Soja Paranaguá Mercado interno perde força. No Porto de Paranaguá, responsável por mais de 78% das vendas externas de soja, as exportações estão paradas. Os embarques de farelo, porém, continuam a todo vapor. Para Adriano J. Timossi, da FNP, preços do grão esta semana tendem a permanecer estáveis.

Soja/indicador O indicador de preços da soja Esalq/BM&F ficou ontem em R$ 30,07/saca, com alta de 0,91% no dia. Em dólar, o indicador ficou em US$ 11,95/saca, alta de 1,44%. O indicador é calculado pela Esalq com base nos preços de mercado em cinco praças do Estado do Paraná.

Milho/indicador O indicador de milho, calculado pela FGV/BM&F, ficou ontem em R$ 12,83/saca de 60 kg, baixa de 0,08% no dia. Em dólar, a cotação ficou em US$ 5,10/saca, ganho de 0,59%. O valor a prazo ficou em R$ 12,89/saca, perda de 0,08% no dia.

Milho/Paraná Com poucos negócios, o milho foi negociado ontem a R$ 12,60 em Ponta Grossa (Cotação de Compra pelos Atacadistas).

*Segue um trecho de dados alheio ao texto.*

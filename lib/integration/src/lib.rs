//! Backend boundary for the integrations portal.
//!
//! This crate provides:
//!
//! - **Connector trait**: the one capability interface every provider is
//!   driven through
//! - **Provider endpoints**: the backend's URL conventions, normalized per
//!   provider
//! - **HTTP connector**: the reqwest implementation talking to the backend

pub mod connector;
pub mod endpoint;
pub mod error;
pub mod http;

pub use connector::{AuthorizationRequest, Connector};
pub use endpoint::{Endpoint, ProviderEndpoints};
pub use error::ConnectorError;
pub use http::HttpConnector;
#[cfg(feature = "ssr")]
#[tokio::main]
async fn main() {
    use axum::Router;
    use integrations_portal_integration::{Connector, HttpConnector};
    use integrations_portal_server::{app::App, config::ServerConfig};
    use leptos::prelude::*;
    use leptos_axum::{LeptosRoutes, generate_route_list};
    use std::sync::Arc;
    use tower_http::services::ServeDir;
    use tracing_subscriber::{layer::SubscriberExt, util::SubscriberInitExt};

    tracing_subscriber::registry()
        .with(
            tracing_subscriber::EnvFilter::try_from_default_env()
                .unwrap_or_else(|_| "info,tower_http=debug".into()),
        )
        .with(tracing_subscriber::fmt::layer())
        .init();

    // Load configuration from environment
    let config = ServerConfig::from_env().expect("failed to load configuration");
    tracing::info!(
        backend_url = %config.backend.base_url,
        timeout_seconds = config.backend.timeout_seconds,
        "Loaded configuration"
    );

    let connector: Arc<dyn Connector> = Arc::new(
        HttpConnector::new(config.backend.base_url.clone(), config.backend.timeout())
            .expect("failed to build backend client"),
    );

    let conf = get_configuration(None).expect("failed to get leptos configuration");
    let leptos_options = conf.leptos_options;
    let addr = leptos_options.site_addr;
    let routes = generate_route_list(App);

    let app = Router::new()
        // Leptos routes with the connector in context for server functions
        .leptos_routes_with_context(
            &leptos_options,
            routes,
            move || provide_context(connector.clone()),
            {
                let leptos_options = leptos_options.clone();
                move || shell(leptos_options.clone())
            },
        )
        .fallback(leptos_axum::file_and_error_handler(shell))
        .nest_service("/pkg", ServeDir::new("target/site/pkg"))
        .with_state(leptos_options);

    let listener = tokio::net::TcpListener::bind(&addr)
        .await
        .expect("failed to bind to address");

    tracing::info!("listening on http://{}", addr);

    axum::serve(listener, app.into_make_service())
        .await
        .expect("server error");
}

#[cfg(feature = "ssr")]
fn shell(options: leptos::prelude::LeptosOptions) -> impl leptos::prelude::IntoView {
    use integrations_portal_server::app::App;
    use leptos::prelude::*;
    use leptos_meta::*;

    view! {
        <!DOCTYPE html>
        <html lang="en">
            <head>
                <meta charset="utf-8"/>
                <meta name="viewport" content="width=device-width, initial-scale=1"/>
                <link rel="stylesheet" href="/pkg/integrations-portal.css"/>
                <AutoReload options=options.clone()/>
                <HydrationScripts options/>
                <MetaTags/>
            </head>
            <body>
                <App/>
            </body>
        </html>
    }
}

#[cfg(not(feature = "ssr"))]
fn main() {
    // Hydration entry point lives in lib.rs.
}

Em Paranavaí, um bom preço para o milho, comparado às demais praças da região: R$ 12,50 - Compra pelos Atacadistas, convênio Sima/Deral.

Milho/Apucarana Em Apucarana, Cotação de Compra pelos Atacadistas: R$ 10,80/saca, valor máximo. Em Ivaiporã, R$ 9,50.

Bom futuro O Brasil deveria desenvolver uma política melhor de produção e exportação de milho. O Fapri (Food and Agricultural Policy Research Institute) dos Estados Unidos prevê avanço no consumo de milho devido ao aumento da produção de combustível renovável proveniente desse produto.

Mais etanol O Fapri prevê que haverá aumento de pelo menos US$ 0,50 por saca de milho nos próximos dez anos devido à demanda maior do produto. A demanda deverá subir dos atuais 15 milhões de toneladas para 45 milhões de t por ano até 2011.

Gastos menores Os produtores deverão embolsar US$ 3 bilhões a mais devido à maior utilização de milho e de soja na produção de combustíveis. Já o governo deverá gastar menos com subsídios, uma vez que os preços vão subir nesse período, prevê o instituto. (Redação e Agência Folha).